Michael Griffin v. Centurion, LLC, et al.

CourtDistrict Court, E.D. Missouri
DecidedMarch 12, 2026
Docket2:25-cv-00062
StatusUnknown

This text of Michael Griffin v. Centurion, LLC, et al. (Michael Griffin v. Centurion, LLC, et al.) is published on Counsel Stack Legal Research, covering District Court, E.D. Missouri primary law. Counsel Stack provides free access to over 12 million legal documents including statutes, case law, regulations, and constitutions.

Bluebook
Michael Griffin v.
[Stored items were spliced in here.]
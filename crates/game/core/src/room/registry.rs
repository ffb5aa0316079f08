//! Room registry keyed by room id.

use std::collections::BTreeMap;

use crate::ids::RoomId;

use super::{PreloadContext, Room};

/// Owns every room for the life of the process.
///
/// Rooms are kept in id order so preloading (and its log output) is
/// deterministic.
#[derive(Default)]
pub struct RoomRegistry {
    rooms: BTreeMap<RoomId, Box<dyn Room>>,
}

impl RoomRegistry {
    pub fn new() -> Self {
        Self::default()
    }

    /// Registers a room, returning the one it replaced.
    pub fn register(
        &mut self,
        id: impl Into<RoomId>,
        room: Box<dyn Room>,
    ) -> Option<Box<dyn Room>> {
        self.rooms.insert(id.into(), room)
    }

    pub fn with(mut self, id: impl Into<RoomId>, room: Box<dyn Room>) -> Self {
        self.register(id, room);
        self
    }

    pub fn contains(&self, id: &RoomId) -> bool {
        self.rooms.contains_key(id)
    }

    pub fn get(&self, id: &RoomId) -> Option<&dyn Room> {
        self.rooms.get(id).map(|r| r.as_ref())
    }

    pub fn get_mut(&mut self, id: &RoomId) -> Option<&mut (dyn Room + 'static)> {
        self.rooms.get_mut(id).map(|r| r.as_mut())
    }

    pub fn len(&self) -> usize {
        self.rooms.len()
    }

    pub fn is_empty(&self) -> bool {
        self.rooms.is_empty()
    }

    /// Runs `preload` on every room exactly once.
    pub(crate) fn preload_all(&mut self, ctx: &PreloadContext<'_>) {
        for (id, room) in self.rooms.iter_mut() {
            tracing::debug!(room = %id, "preloading room");
            room.preload(ctx);
        }
    }
}

impl std::fmt::Debug for RoomRegistry {
    fn fmt(&self, f: &mut std::fmt::Formatter<'_>) -> std::fmt::Result {
        f.debug_struct("RoomRegistry")
            .field("rooms", &self.rooms.keys().collect::<Vec<_>>())
            .finish()
    }
}
//! Canvas-space geometry.
//!
//! All coordinates are canvas units with the origin at the top-left corner
//! and `y` growing downwards. Sprites (player, props) are placed by their
//! centre, clickables and text boxes by their top-left corner; both end up
//! as a [`Rect`].

/// A point on the canvas.
#[derive(Clone, Copy, Debug, Default, PartialEq)]
#[cfg_attr(feature = "serde", derive(serde::Serialize, serde::Deserialize))]
pub struct Point {
    pub x: f32,
    pub y: f32,
}

impl Point {
    pub const fn new(x: f32, y: f32) -> Self {
        Self { x, y }
    }
}

/// Width and height of a sprite or of the whole canvas.
#[derive(Clone, Copy, Debug, PartialEq)]
#[cfg_attr(feature = "serde", derive(serde::Serialize, serde::Deserialize))]
pub struct Size {
    pub width: f32,
    pub height: f32,
}

impl Size {
    pub const fn new(width: f32, height: f32) -> Self {
        Self { width, height }
    }

    pub fn center(&self) -> Point {
        Point::new(self.width / 2.0, self.height / 2.0)
    }
}

/// Axis-aligned rectangle anchored at its top-left corner.
#[derive(Clone, Copy, Debug, Default, PartialEq)]
#[cfg_attr(feature = "serde", derive(serde::Serialize, serde::Deserialize))]
pub struct Rect {
    pub x: f32,
    pub y: f32,
    pub width: f32,
    pub height: f32,
}

impl Rect {
    pub const fn new(x: f32, y: f32, width: f32, height: f32) -> Self {
        Self {
            x,
            y,
            width,
            height,
        }
    }

    /// Rectangle of the given extent centred on `(cx, cy)`.
    pub fn centered(cx: f32, cy: f32, width: f32, height: f32) -> Self {
        Self::new(cx - width / 2.0, cy - height / 2.0, width, height)
    }

    pub fn around(center: Point, size: Size) -> Self {
        Self::centered(center.x, center.y, size.width, size.height)
    }

    pub fn right(&self) -> f32 {
        self.x + self.width
    }

    pub fn bottom(&self) -> f32 {
        self.y + self.height
    }

    pub fn center(&self) -> Point {
        Point::new(self.x + self.width / 2.0, self.y + self.height / 2.0)
    }

    /// Half-open containment: the left/top edges are inside, the right/bottom
    /// edges are not, so adjacent regions never both claim a point.
    pub fn contains(&self, point: Point) -> bool {
        point.x >= self.x && point.x < self.right() && point.y >= self.y && point.y < self.bottom()
    }

    /// Positive-area overlap. Rectangles that only share an edge do not
    /// intersect.
    pub fn intersects(&self, other: &Rect) -> bool {
        self.x < other.right()
            && other.x < self.right()
            && self.y < other.bottom()
            && other.y < self.bottom()
    }
}

#[cfg(test)]
mod tests {
    use super::*;

    #[test]
    fn centered_rect_matches_sprite_placement() {
        let prop = Rect::centered(200.0, 550.0, 100.0, 53.0);
        assert_eq!(prop.x, 150.0);
        assert_eq!(prop.y, 523.5);
        assert_eq!(prop.center(), Point::new(200.0, 550.0));
    }

    #[test]
    fn touching_edges_do_not_intersect() {
        let a = Rect::new(0.0, 0.0, 10.0, 10.0);
        let b = Rect::new(10.0, 0.0, 10.0, 10.0);
        assert!(!a.intersects(&b));
        assert!(a.intersects(&Rect::new(9.5, 9.5, 1.0, 1.0)));
    }

    #[test]
    fn contains_is_half_open() {
        let r = Rect::new(10.0, 10.0, 5.0, 5.0);
        assert!(r.contains(Point::new(10.0, 10.0)));
        assert!(!r.contains(Point::new(15.0, 12.0)));
        assert!(!r.contains(Point::new(12.0, 15.0)));
    }
}
//! Content loaders for reading adventure data from files.
//!
//! Each loader reads one file and returns adventure-core types. Parse errors
//! carry the file path so a broken content directory is easy to fix.

pub mod assets;
pub mod clickables;
pub mod config;
pub mod factory;
pub mod interactions;
pub mod rooms;
pub mod states;

pub use assets::FsAssetSource;
pub use clickables::ClickablesLoader;
pub use config::ConfigLoader;
pub use factory::{Content, ContentFactory};
pub use interactions::InteractionsLoader;
pub use rooms::{RoomCatalog, RoomsLoader};
pub use states::StatesLoader;

use std::path::Path;

use serde::de::DeserializeOwned;

/// Common result type for loaders.
pub type LoadResult<T> = anyhow::Result<T>;

/// Helper function to read file contents.
pub(crate) fn read_file(path: &Path) -> LoadResult<String> {
    std::fs::read_to_string(path)
        .map_err(|e| anyhow::anyhow!("Failed to read file {}: {}", path.display(), e))
}

/// Reads and parses a RON file.
pub(crate) fn read_ron<T: DeserializeOwned>(path: &Path, what: &str) -> LoadResult<T> {
    let content = read_file(path)?;
    ron::from_str(&content)
        .map_err(|e| anyhow::anyhow!("Failed to parse {} RON {}: {}", what, path.display(), e))
}
//! Top-level client tying content loading and the terminal frontend together.
//!
//! # Architecture
//!
//! ```text
//! Client (Top-level container)
//!   ├─→ AdventureManager (state machine, built from the content directory)
//!   └─→ CliApp (terminal UI, owns the manager while it runs)
//! ```

mod builder;

pub use builder::ClientBuilder;

use std::env;
use std::path::PathBuf;

use adventure_core::AdventureManager;
use anyhow::Result;
use client_frontend_cli::{CliApp, CliConfig};

/// Where the adventure content lives.
#[derive(Clone, Debug)]
pub struct ClientConfig {
    pub data_dir: PathBuf,
}

impl ClientConfig {
    pub const DEFAULT_DATA_DIR: &'static str = "data";

    /// Environment variables:
    /// - `ADVENTURE_DATA_DIR` - Content directory (default: `./data`)
    pub fn from_env() -> Self {
        let data_dir = env::var("ADVENTURE_DATA_DIR")
            .ok()
            .filter(|dir| !dir.is_empty())
            .map(PathBuf::from)
            .unwrap_or_else(|| PathBuf::from(Self::DEFAULT_DATA_DIR));
        Self { data_dir }
    }
}

impl Default for ClientConfig {
    fn default() -> Self {
        Self {
            data_dir: PathBuf::from(Self::DEFAULT_DATA_DIR),
        }
    }
}

/// An initialized adventure ready to be played in the terminal.
pub struct Client {
    manager: AdventureManager,
    cli_config: CliConfig,
}

impl Client {
    pub fn builder() -> ClientBuilder {
        ClientBuilder::new()
    }

    pub fn manager(&self) -> &AdventureManager {
        &self.manager
    }

    /// Hands control to the terminal UI until the user quits.
    pub async fn run(self) -> Result<()> {
        CliApp::new(self.manager, self.cli_config).run().await
    }
}
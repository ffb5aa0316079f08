//! Presentation layer: terminal setup, colours, canvas mapping and drawing.

pub mod terminal;
pub mod theme;
pub mod ui;
pub mod viewport;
Centurion, LLC, et al., (E.D. Mo. 2026).

Opinion

UNITED STATES DISTRICT COURT EASTERN DISTRICT OF MISSOURI NORTHERN DIVISION

MICHAEL GRIFFIN, ) ) Plaintiff, ) ) vs. ) Case No. 2:25-cv-0062-MTS ) CENTURION, LLC, et al., ) ) Defendants. )

MEMORANDUM AND ORDER This matter is before the Court on Plaintiff’s Second Application to Proceed in District Court without Prepaying Fees or Costs. Doc. [5]. The Court previously denied his first Application without prejudice because he failed to provide a proper certified inmate account statement. Doc. [4]; see also 28 U.S.C. § 1915(a)(2). Plaintiff’s second certified inmate account statement once again fails to provide his transactions for “the 6- month period immediately preceding the filing of the complaint.” 28 U.S.C. § 1915(a)(2). Congress wrote § 1915 in mandatory terms, and the Court cannot ignore the requirements that Congress imposed. Koenig v. Mo. Dep’t of Corr., 4:23-cv-1524- MTS, 2024 WL 277939, at *2 (E.D. Mo. Jan. 25, 2024). What is more, Plaintiff’s account statement shows that he has plainly lied to the Court on (at least) his Second Application. This misrepresentation provides an alternative basis for the denial. See Thomas v. Clark County, 2:25-cv-0903-DJA, 2025 WL 2549148, at *1 (D. Nev. Sept. 3, 2025) (“Misrepresentation of assets is sufficient grounds for denying an in forma pauperis application.”). On his latest Application, he declared, under penalty of perjury, that, for the last twelve months, he has received no gifts or income from any source besides his wages. Doc. [5]. But the portion of his

certified account statement that he provided shows that he received multiple deposits from an outside sender. Doc. [6]. A district court has discretion to dismiss an action with prejudice where the plaintiff has in bad faith filed a false affidavit of poverty. See Romesburg v. Trickey, 908 F.2d 258, 260 (8th Cir. 1990). The Applications Plaintiff signed and filed even warned him of this possibility. See, e.g., Doc. [5] at 2 (declaring he “underst[oo]d that a false

statement may result in a dismissal of my claims”). Rather than dismissing this action, though, the Court will deny Plaintiff the privilege of proceeding in forma pauperis and provide him an opportunity to prepay the filing fee in full. See Waters v. Clayton, 2:25- cv-0095-MTS, 2026 WL 288994, at *1 (E.D. Mo. Feb. 4, 2026); see also Lee v. McDonald’s Corp., 231 F.3d 456, 459 (8th Cir. 2000) (stating that district courts are “not

mandate[d]” to dismiss a claim when “certain assertions in [an in forma pauperis] affidavit are untrue”). Proceeding in forma pauperis in a civil action is a privilege, not a right. Williams v. McKenzie, 834 F.2d 152, 154 (8th Cir. 1987); Allen v. Briggs, 331 F. App’x 603, 604 (10th Cir. 2009) (Gorsuch, J.). See also M.L.B. v. S.L.J., 519 U.S. 102, 119 (1996)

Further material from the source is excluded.